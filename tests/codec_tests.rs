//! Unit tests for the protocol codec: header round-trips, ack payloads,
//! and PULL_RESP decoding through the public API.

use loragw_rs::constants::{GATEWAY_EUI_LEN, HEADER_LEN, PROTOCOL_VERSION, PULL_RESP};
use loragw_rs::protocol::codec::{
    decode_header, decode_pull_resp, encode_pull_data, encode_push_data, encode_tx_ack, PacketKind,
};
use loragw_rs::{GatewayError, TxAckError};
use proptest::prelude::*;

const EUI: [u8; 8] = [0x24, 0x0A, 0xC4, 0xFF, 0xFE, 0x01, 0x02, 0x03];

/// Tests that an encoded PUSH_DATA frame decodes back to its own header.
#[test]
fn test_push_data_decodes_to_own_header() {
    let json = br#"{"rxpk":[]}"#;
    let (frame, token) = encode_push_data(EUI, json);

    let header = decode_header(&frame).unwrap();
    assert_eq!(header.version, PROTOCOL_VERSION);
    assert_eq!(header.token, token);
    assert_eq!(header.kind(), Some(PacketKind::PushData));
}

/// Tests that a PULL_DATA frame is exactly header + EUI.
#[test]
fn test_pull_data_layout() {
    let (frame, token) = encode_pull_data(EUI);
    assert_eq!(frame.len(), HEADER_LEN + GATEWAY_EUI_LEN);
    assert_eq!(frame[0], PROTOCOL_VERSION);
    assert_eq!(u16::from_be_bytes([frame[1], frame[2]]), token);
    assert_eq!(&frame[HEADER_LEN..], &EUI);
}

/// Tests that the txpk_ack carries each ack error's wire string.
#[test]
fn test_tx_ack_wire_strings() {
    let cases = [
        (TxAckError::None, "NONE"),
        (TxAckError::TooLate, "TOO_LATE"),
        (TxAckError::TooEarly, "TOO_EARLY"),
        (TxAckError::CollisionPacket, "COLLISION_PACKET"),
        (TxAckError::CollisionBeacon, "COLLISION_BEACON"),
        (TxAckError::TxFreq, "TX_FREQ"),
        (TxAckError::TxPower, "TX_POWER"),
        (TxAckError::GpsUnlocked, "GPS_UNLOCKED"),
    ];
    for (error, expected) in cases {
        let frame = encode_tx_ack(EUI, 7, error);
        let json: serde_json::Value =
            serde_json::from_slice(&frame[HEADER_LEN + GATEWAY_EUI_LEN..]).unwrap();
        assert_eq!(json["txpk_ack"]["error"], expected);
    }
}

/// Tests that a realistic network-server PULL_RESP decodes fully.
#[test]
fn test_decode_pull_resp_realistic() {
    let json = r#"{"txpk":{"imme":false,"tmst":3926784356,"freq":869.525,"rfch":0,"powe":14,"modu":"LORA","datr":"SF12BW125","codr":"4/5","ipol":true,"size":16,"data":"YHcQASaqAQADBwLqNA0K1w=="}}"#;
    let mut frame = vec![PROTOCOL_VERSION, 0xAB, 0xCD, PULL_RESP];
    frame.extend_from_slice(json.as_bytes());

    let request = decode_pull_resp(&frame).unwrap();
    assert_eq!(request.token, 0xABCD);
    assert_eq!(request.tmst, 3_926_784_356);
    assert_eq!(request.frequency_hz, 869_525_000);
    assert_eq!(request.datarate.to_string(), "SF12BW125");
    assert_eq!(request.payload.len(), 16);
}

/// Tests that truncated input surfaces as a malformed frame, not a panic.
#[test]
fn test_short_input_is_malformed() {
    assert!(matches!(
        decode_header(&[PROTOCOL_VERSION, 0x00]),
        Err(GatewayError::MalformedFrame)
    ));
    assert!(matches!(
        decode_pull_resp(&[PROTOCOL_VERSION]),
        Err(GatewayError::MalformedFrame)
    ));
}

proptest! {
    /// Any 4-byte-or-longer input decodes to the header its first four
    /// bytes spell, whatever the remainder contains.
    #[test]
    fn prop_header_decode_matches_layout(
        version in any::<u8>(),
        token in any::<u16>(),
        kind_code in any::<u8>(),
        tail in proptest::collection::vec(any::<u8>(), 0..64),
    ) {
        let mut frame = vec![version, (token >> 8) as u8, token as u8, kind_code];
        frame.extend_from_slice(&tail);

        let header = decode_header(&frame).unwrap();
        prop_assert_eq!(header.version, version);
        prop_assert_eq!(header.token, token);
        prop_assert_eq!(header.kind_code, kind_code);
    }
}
* * *
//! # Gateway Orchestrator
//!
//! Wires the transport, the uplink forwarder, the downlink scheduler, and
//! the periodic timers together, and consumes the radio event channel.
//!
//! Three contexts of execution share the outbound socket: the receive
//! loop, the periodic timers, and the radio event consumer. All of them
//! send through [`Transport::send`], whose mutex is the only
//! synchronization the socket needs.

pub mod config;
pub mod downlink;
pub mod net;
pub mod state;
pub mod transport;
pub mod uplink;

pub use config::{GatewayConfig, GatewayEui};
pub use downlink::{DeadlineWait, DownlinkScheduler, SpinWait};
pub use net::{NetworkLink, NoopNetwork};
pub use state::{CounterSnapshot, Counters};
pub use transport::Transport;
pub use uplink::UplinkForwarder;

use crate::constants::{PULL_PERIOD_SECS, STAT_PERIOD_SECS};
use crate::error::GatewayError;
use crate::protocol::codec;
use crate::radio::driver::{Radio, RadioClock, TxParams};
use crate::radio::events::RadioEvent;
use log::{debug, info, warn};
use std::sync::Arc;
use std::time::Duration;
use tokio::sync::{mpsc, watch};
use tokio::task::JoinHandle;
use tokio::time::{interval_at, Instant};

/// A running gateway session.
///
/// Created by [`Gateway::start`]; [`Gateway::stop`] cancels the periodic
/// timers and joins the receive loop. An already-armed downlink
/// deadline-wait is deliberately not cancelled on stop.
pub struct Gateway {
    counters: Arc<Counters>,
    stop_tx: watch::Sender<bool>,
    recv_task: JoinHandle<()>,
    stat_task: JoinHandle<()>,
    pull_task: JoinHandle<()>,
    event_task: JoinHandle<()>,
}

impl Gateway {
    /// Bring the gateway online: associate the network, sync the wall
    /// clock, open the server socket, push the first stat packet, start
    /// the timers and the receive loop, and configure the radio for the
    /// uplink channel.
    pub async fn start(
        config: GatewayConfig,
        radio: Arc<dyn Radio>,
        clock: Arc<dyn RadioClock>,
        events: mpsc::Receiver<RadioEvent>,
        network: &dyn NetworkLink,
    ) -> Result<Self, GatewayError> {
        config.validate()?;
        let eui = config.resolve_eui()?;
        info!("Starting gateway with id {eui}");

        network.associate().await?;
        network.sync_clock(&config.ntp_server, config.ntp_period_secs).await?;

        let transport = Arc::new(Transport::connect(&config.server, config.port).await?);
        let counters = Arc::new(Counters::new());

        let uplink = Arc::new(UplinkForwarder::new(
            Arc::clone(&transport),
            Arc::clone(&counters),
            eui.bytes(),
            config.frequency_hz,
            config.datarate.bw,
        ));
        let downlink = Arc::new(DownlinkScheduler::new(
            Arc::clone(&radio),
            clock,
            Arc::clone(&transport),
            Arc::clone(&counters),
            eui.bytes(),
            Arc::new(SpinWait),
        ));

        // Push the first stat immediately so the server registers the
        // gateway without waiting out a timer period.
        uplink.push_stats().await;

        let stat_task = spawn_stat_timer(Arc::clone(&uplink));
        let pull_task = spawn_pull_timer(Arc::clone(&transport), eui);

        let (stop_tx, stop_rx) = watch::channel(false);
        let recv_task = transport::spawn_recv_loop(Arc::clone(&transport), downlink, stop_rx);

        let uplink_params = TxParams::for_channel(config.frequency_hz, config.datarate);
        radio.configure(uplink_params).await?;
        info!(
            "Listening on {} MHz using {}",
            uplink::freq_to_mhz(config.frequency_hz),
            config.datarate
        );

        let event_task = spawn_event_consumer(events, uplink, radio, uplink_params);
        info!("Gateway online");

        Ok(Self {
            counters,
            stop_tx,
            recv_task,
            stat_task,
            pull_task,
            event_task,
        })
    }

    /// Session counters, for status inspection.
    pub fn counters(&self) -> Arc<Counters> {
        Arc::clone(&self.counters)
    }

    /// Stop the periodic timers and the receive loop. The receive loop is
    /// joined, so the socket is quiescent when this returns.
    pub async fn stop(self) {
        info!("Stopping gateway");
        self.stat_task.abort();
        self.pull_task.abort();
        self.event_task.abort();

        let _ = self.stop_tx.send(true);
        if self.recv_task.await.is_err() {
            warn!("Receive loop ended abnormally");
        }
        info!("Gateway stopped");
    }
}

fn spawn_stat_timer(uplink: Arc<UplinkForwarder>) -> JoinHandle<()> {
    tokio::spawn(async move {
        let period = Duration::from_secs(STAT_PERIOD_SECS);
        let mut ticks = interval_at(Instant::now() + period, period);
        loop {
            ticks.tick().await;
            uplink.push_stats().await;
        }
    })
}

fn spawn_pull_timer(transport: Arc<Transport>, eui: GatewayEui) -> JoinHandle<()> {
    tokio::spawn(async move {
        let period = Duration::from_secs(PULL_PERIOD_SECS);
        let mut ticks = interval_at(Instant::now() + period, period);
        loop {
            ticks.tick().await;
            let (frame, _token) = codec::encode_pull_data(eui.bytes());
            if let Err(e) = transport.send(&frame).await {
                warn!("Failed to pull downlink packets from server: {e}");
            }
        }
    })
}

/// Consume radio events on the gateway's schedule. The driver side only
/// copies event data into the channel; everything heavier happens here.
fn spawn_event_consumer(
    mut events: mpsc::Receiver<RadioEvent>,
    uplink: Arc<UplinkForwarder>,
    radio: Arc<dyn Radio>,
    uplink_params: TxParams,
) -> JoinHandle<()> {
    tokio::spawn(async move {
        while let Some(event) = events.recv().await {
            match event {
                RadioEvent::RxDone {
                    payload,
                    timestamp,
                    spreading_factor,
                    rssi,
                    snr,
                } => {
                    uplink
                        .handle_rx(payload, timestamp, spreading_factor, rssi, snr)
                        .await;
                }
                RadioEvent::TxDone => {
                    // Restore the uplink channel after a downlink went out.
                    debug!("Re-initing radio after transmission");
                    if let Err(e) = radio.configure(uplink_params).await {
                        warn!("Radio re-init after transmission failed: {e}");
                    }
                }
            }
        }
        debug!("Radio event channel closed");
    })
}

▶ **Goal of the exercise**
Once the lines containing "RadioEvent" in the data above are counted, give the total by itself.

▶ **Your response**
5